## The data
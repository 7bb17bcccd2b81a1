//! Mapping between the typed book and the store's top-level JSON keys.

use std::fmt;
use std::str::FromStr;

use serde::Serialize;
use serde::de::DeserializeOwned;
use serde_json::Value;

use super::ScheduleBook;
use crate::error::{NotFoundError, ValidationError};

/// A top-level key of the persisted document.
#[derive(Debug, Clone, Copy, PartialEq, Eq, PartialOrd, Ord, Hash)]
pub enum DocumentKey {
    Schedules,
    Weekly,
    Monthly,
    Once,
    Skip,
    Active,
    WildSchedules,
    Progress,
    LastRing,
    IsComplete,
    CompletedOn,
    MidnightResetCount,
    Gap,
    MaxWait,
}

impl DocumentKey {
    pub const ALL: [Self; 14] = [
        Self::Schedules,
        Self::Weekly,
        Self::Monthly,
        Self::Once,
        Self::Skip,
        Self::Active,
        Self::WildSchedules,
        Self::Progress,
        Self::LastRing,
        Self::IsComplete,
        Self::CompletedOn,
        Self::MidnightResetCount,
        Self::Gap,
        Self::MaxWait,
    ];

    /// Keys owned by the engine; removed on an engine reset.
    pub const ENGINE_STATE: [Self; 5] = [
        Self::Progress,
        Self::LastRing,
        Self::IsComplete,
        Self::CompletedOn,
        Self::MidnightResetCount,
    ];

    #[must_use]
    pub fn as_str(self) -> &'static str {
        match self {
            Self::Schedules => "schedules",
            Self::Weekly => "weekly",
            Self::Monthly => "monthly",
            Self::Once => "once",
            Self::Skip => "skip",
            Self::Active => "active",
            Self::WildSchedules => "wild_schedules",
            Self::Progress => "progress",
            Self::LastRing => "last_ring",
            Self::IsComplete => "is_complete",
            Self::CompletedOn => "completed_on",
            Self::MidnightResetCount => "midnight_reset_count",
            Self::Gap => "gap",
            Self::MaxWait => "max_wait",
        }
    }
}

impl fmt::Display for DocumentKey {
    fn fmt(&self, f: &mut fmt::Formatter<'_>) -> fmt::Result {
        f.write_str(self.as_str())
    }
}

impl FromStr for DocumentKey {
    type Err = NotFoundError;

    fn from_str(s: &str) -> Result<Self, Self::Err> {
        Self::ALL
            .into_iter()
            .find(|key| key.as_str() == s)
            .ok_or_else(|| NotFoundError {
                entity: "Document key",
                id: s.to_string(),
            })
    }
}

fn decode<T: DeserializeOwned>(key: DocumentKey, value: Value) -> Result<T, ValidationError> {
    serde_json::from_value(value).map_err(|err| ValidationError::MalformedDocument {
        key: key.as_str(),
        reason: err.to_string(),
    })
}

fn encode<T: Serialize>(key: DocumentKey, value: &T) -> Result<Value, ValidationError> {
    serde_json::to_value(value).map_err(|err| ValidationError::MalformedDocument {
        key: key.as_str(),
        reason: err.to_string(),
    })
}

impl ScheduleBook {
    /// Build a book from stored documents. Absent keys keep their defaults.
    ///
    /// # Errors
    ///
    /// Returns [`ValidationError::MalformedDocument`] naming the first key
    /// whose value does not have the expected shape.
    pub fn from_documents(
        documents: impl IntoIterator<Item = (DocumentKey, Value)>,
    ) -> Result<Self, ValidationError> {
        let mut book = Self::default();
        let mut has_last_ring = false;
        for (key, value) in documents {
            has_last_ring |= key == DocumentKey::LastRing;
            book.apply(key, value)?;
        }
        if !has_last_ring {
            book.state.last_ring = -book.tunables.gap;
        }
        Ok(book)
    }

    /// Replace the field behind `key` with a decoded `value`.
    ///
    /// # Errors
    ///
    /// Returns [`ValidationError::MalformedDocument`] if `value` has the wrong shape.
    pub fn apply(&mut self, key: DocumentKey, value: Value) -> Result<(), ValidationError> {
        match key {
            DocumentKey::Schedules => self.schedules = decode(key, value)?,
            DocumentKey::Weekly => self.weekly = decode(key, value)?,
            DocumentKey::Monthly => self.monthly = decode(key, value)?,
            DocumentKey::Once => self.once = decode(key, value)?,
            DocumentKey::Skip => self.skip = decode(key, value)?,
            DocumentKey::Active => self.active = decode(key, value)?,
            DocumentKey::WildSchedules => self.wild_schedules = decode(key, value)?,
            DocumentKey::Progress => self.state.progress = decode(key, value)?,
            DocumentKey::LastRing => self.state.last_ring = decode(key, value)?,
            DocumentKey::IsComplete => self.state.is_complete = decode(key, value)?,
            DocumentKey::CompletedOn => self.state.completed_on = decode(key, value)?,
            DocumentKey::MidnightResetCount => {
                self.state.midnight_reset_count = decode(key, value)?;
            }
            DocumentKey::Gap => self.tunables.gap = decode(key, value)?,
            DocumentKey::MaxWait => self.tunables.max_wait = decode(key, value)?,
        }
        Ok(())
    }

    /// Encode the field behind `key` in its stored form.
    ///
    /// # Errors
    ///
    /// Only fails if serialization itself fails.
    pub fn to_value(&self, key: DocumentKey) -> Result<Value, ValidationError> {
        match key {
            DocumentKey::Schedules => encode(key, &self.schedules),
            DocumentKey::Weekly => encode(key, &self.weekly),
            DocumentKey::Monthly => encode(key, &self.monthly),
            DocumentKey::Once => encode(key, &self.once),
            DocumentKey::Skip => encode(key, &self.skip),
            DocumentKey::Active => encode(key, &self.active),
            DocumentKey::WildSchedules => encode(key, &self.wild_schedules),
            DocumentKey::Progress => Ok(Value::from(self.state.progress)),
            DocumentKey::LastRing => Ok(Value::from(self.state.last_ring)),
            DocumentKey::IsComplete => Ok(Value::from(self.state.is_complete)),
            DocumentKey::CompletedOn => Ok(Value::from(self.state.completed_on)),
            DocumentKey::MidnightResetCount => Ok(Value::from(self.state.midnight_reset_count)),
            DocumentKey::Gap => Ok(Value::from(self.tunables.gap)),
            DocumentKey::MaxWait => Ok(Value::from(self.tunables.max_wait)),
        }
    }

    /// JSON object holding the requested keys, in key order.
    ///
    /// # Errors
    ///
    /// Only fails if serialization itself fails.
    pub fn snapshot(
        &self,
        keys: &[DocumentKey],
    ) -> Result<serde_json::Map<String, Value>, ValidationError> {
        keys.iter()
            .map(|key| Ok((key.as_str().to_string(), self.to_value(*key)?)))
            .collect()
    }
}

## Prompt
Print each entry above again, exactly as it was given.

## Answer to this task
repository 7bb17bcccd2b81a1
//! Mapping between the typed book and the store's top-level JSON keys.

use std::fmt;
use std::str::FromStr;

use serde::Serialize;
use serde::de::DeserializeOwned;
use serde_json::Value;

use super::ScheduleBook;
use crate::error::{NotFoundError, ValidationError};

/// A top-level key of the persisted document.
#[derive(Debug, Clone, Copy, PartialEq, Eq, PartialOrd, Ord, Hash)]
pub enum DocumentKey {
    Schedules,
    Weekly,
    Monthly,
    Once,
    Skip,
    Active,
    WildSchedules,
    Progress,
    LastRing,
    IsComplete,
    CompletedOn,
    MidnightResetCount,
    Gap,
    MaxWait,
}

impl DocumentKey {
    pub const ALL: [Self; 14] = [
        Self::Schedules,
        Self::Weekly,
        Self::Monthly,
        Self::Once,
        Self::Skip,
        Self::Active,
        Self::WildSchedules,
        Self::Progress,
        Self::LastRing,
        Self::IsComplete,
        Self::CompletedOn,
        Self::MidnightResetCount,
        Self::Gap,
        Self::MaxWait,
    ];

    /// Keys owned by the engine; removed on an engine reset.
    pub const ENGINE_STATE: [Self; 5] = [
        Self::Progress,
        Self::LastRing,
        Self::IsComplete,
        Self::CompletedOn,
        Self::MidnightResetCount,
    ];

    #[must_use]
    pub fn as_str(self) -> &'static str {
        match self {
            Self::Schedules => "schedules",
            Self::Weekly => "weekly",
            Self::Monthly => "monthly",
            Self::Once => "once",
            Self::Skip => "skip",
            Self::Active => "active",
            Self::WildSchedules => "wild_schedules",
            Self::Progress => "progress",
            Self::LastRing => "last_ring",
            Self::IsComplete => "is_complete",
            Self::CompletedOn => "completed_on",
            Self::MidnightResetCount => "midnight_reset_count",
            Self::Gap => "gap",
            Self::MaxWait => "max_wait",
        }
    }
}

impl fmt::Display for DocumentKey {
    fn fmt(&self, f: &mut fmt::Formatter<'_>) -> fmt::Result {
        f.write_str(self.as_str())
    }
}

impl FromStr for DocumentKey {
    type Err = NotFoundError;

    fn from_str(s: &str) -> Result<Self, Self::Err> {
        Self::ALL
            .into_iter()
            .find(|key| key.as_str() == s)
            .ok_or_else(|| NotFoundError {
                entity: "Document key",
                id: s.to_string(),
            })
    }
}

fn decode<T: DeserializeOwned>(key: DocumentKey, value: Value) -> Result<T, ValidationError> {
    serde_json::from_value(value).map_err(|err| ValidationError::MalformedDocument {
        key: key.as_str(),
        reason: err.to_string(),
    })
}

fn encode<T: Serialize>(key: DocumentKey, value: &T) -> Result<Value, ValidationError> {
    serde_json::to_value(value).map_err(|err| ValidationError::MalformedDocument {
        key: key.as_str(),
        reason: err.to_string(),
    })
}

impl ScheduleBook {
    /// Build a book from stored documents. Absent keys keep their defaults.
    ///
    /// # Errors
    ///
    /// Returns [`ValidationError::MalformedDocument`] naming the first key
    /// whose value does not have the expected shape.
    pub fn from_documents(
        documents: impl IntoIterator<Item = (DocumentKey, Value)>,
    ) -> Result<Self, ValidationError> {
        let mut book = Self::default();
        let mut has_last_ring = false;
        for (key, value) in documents {
            has_last_ring |= key == DocumentKey::LastRing;
            book.apply(key, value)?;
        }
        if !has_last_ring {
            book.state.last_ring = -book.tunables.gap;
        }
        Ok(book)
    }

    /// Replace the field behind `key` with a decoded `value`.
    ///
    /// # Errors
    ///
    /// Returns [`ValidationError::MalformedDocument`] if `value` has the wrong shape.
    pub fn apply(&mut self, key: DocumentKey, value: Value) -> Result<(), ValidationError> {
        match key {
            DocumentKey::Schedules => self.schedules = decode(key, value)?,
            DocumentKey::Weekly => self.weekly = decode(key, value)?,
            DocumentKey::Monthly => self.monthly = decode(key, value)?,
            DocumentKey::Once => self.once = decode(key, value)?,
            DocumentKey::Skip => self.skip = decode(key, value)?,
            DocumentKey::Active => self.active = decode(key, value)?,
            DocumentKey::WildSchedules => self.wild_schedules = decode(key, value)?,
            DocumentKey::Progress => self.state.progress = decode(key, value)?,
            DocumentKey::LastRing => self.state.last_ring = decode(key, value)?,
            DocumentKey::IsComplete => self.state.is_complete = decode(key, value)?,
            DocumentKey::CompletedOn => self.state.completed_on = decode(key, value)?,
            DocumentKey::MidnightResetCount => {
                self.state.midnight_reset_count = decode(key, value)?;
            }
            DocumentKey::Gap => self.tunables.gap = decode(key, value)?,
            DocumentKey::MaxWait => self.tunables.max_wait = decode(key, value)?,
        }
        Ok(())
    }

    /// Encode the field behind `key` in its stored form.
    ///
    /// # Errors
    ///
    /// Only fails if serialization itself fails.
    pub fn to_value(&self, key: DocumentKey) -> Result<Value, ValidationError> {
        match key {
            DocumentKey::Schedules => encode(key, &self.schedules),
            DocumentKey::Weekly => encode(key, &self.weekly),
            DocumentKey::Monthly => encode(key, &self.monthly),
            DocumentKey::Once => encode(key, &self.once),
            DocumentKey::Skip => encode(key, &self.skip),
            DocumentKey::Active => encode(key, &self.active),
            DocumentKey::WildSchedules => encode(key, &self.wild_schedules),
            DocumentKey::Progress => Ok(Value::from(self.state.progress)),
            DocumentKey::LastRing => Ok(Value::from(self.state.last_ring)),
            DocumentKey::IsComplete => Ok(Value::from(self.state.is_complete)),
            DocumentKey::CompletedOn => Ok(Value::from(self.state.completed_on)),
            DocumentKey::MidnightResetCount => Ok(Value::from(self.state.midnight_reset_count)),
            DocumentKey::Gap => Ok(Value::from(self.tunables.gap)),
            DocumentKey::MaxWait => Ok(Value::from(self.tunables.max_wait)),
        }
    }

    /// JSON object holding the requested keys, in key order.
    ///
    /// # Errors
    ///
    /// Only fails if serialization itself fails.
    pub fn snapshot(
        &self,
        keys: &[DocumentKey],
    ) -> Result<serde_json::Map<String, Value>, ValidationError> {
        keys.iter()
            .map(|key| Ok((key.as_str().to_string(), self.to_value(*key)?)))
            .collect()
    }
}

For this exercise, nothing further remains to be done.